__Your instructions__
The response must consist of all the entries, duplicated without alteration.

__Exercise inputs__

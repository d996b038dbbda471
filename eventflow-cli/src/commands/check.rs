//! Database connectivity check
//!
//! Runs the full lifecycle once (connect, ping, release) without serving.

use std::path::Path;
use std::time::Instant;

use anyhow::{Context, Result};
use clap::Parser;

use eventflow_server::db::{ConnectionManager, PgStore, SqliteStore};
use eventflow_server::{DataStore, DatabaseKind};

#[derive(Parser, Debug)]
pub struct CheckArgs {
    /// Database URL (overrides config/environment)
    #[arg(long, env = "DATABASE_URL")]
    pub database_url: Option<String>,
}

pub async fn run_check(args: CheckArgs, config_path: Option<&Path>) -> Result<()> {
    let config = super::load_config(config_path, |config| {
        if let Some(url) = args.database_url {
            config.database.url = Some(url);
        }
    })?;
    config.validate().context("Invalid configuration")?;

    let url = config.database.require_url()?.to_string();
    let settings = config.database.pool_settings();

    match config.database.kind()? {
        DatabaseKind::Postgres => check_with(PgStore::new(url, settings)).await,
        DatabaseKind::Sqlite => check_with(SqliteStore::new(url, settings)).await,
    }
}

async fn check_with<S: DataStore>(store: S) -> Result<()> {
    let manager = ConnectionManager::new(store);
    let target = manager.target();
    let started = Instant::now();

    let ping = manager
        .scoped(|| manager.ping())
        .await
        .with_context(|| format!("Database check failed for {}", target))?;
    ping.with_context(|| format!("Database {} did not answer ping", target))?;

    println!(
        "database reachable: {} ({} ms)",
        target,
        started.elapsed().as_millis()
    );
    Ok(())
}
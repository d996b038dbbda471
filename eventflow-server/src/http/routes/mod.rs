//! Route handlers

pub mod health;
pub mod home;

__Written solution__
repository d996b038dbbda471
filename eventflow-cli/src/commands/check.rs
//! Database connectivity check
//!
//! Runs the full lifecycle once (connect, ping, release) without serving.

use std::path::Path;
use std::time::Instant;

use anyhow::{Context, Result};
use clap::Parser;

use eventflow_server::db::{ConnectionManager, PgStore, SqliteStore};
use eventflow_server::{DataStore, DatabaseKind};

#[derive(Parser, Debug)]
pub struct CheckArgs {
    /// Database URL (overrides config/environment)
    #[arg(long, env = "DATABASE_URL")]
    pub database_url: Option<String>,
}

pub async fn run_check(args: CheckArgs, config_path: Option<&Path>) -> Result<()> {
    let config = super::load_config(config_path, |config| {
        if let Some(url) = args.database_url {
            config.database.url = Some(url);
        }
    })?;
    config.validate().context("Invalid configuration")?;

    let url = config.database.require_url()?.to_string();
    let settings = config.database.pool_settings();

    match config.database.kind()? {
        DatabaseKind::Postgres => check_with(PgStore::new(url, settings)).await,
        DatabaseKind::Sqlite => check_with(SqliteStore::new(url, settings)).await,
    }
}

async fn check_with<S: DataStore>(store: S) -> Result<()> {
    let manager = ConnectionManager::new(store);
    let target = manager.target();
    let started = Instant::now();

    let ping = manager
        .scoped(|| manager.ping())
        .await
        .with_context(|| format!("Database check failed for {}", target))?;
    ping.with_context(|| format!("Database {} did not answer ping", target))?;

    println!(
        "database reachable: {} ({} ms)",
        target,
        started.elapsed().as_millis()
    );
    Ok(())
}
repository d996b038dbbda471
filename eventflow-server/src/http/routes/mod.rs
//! Route handlers

pub mod health;
pub mod home;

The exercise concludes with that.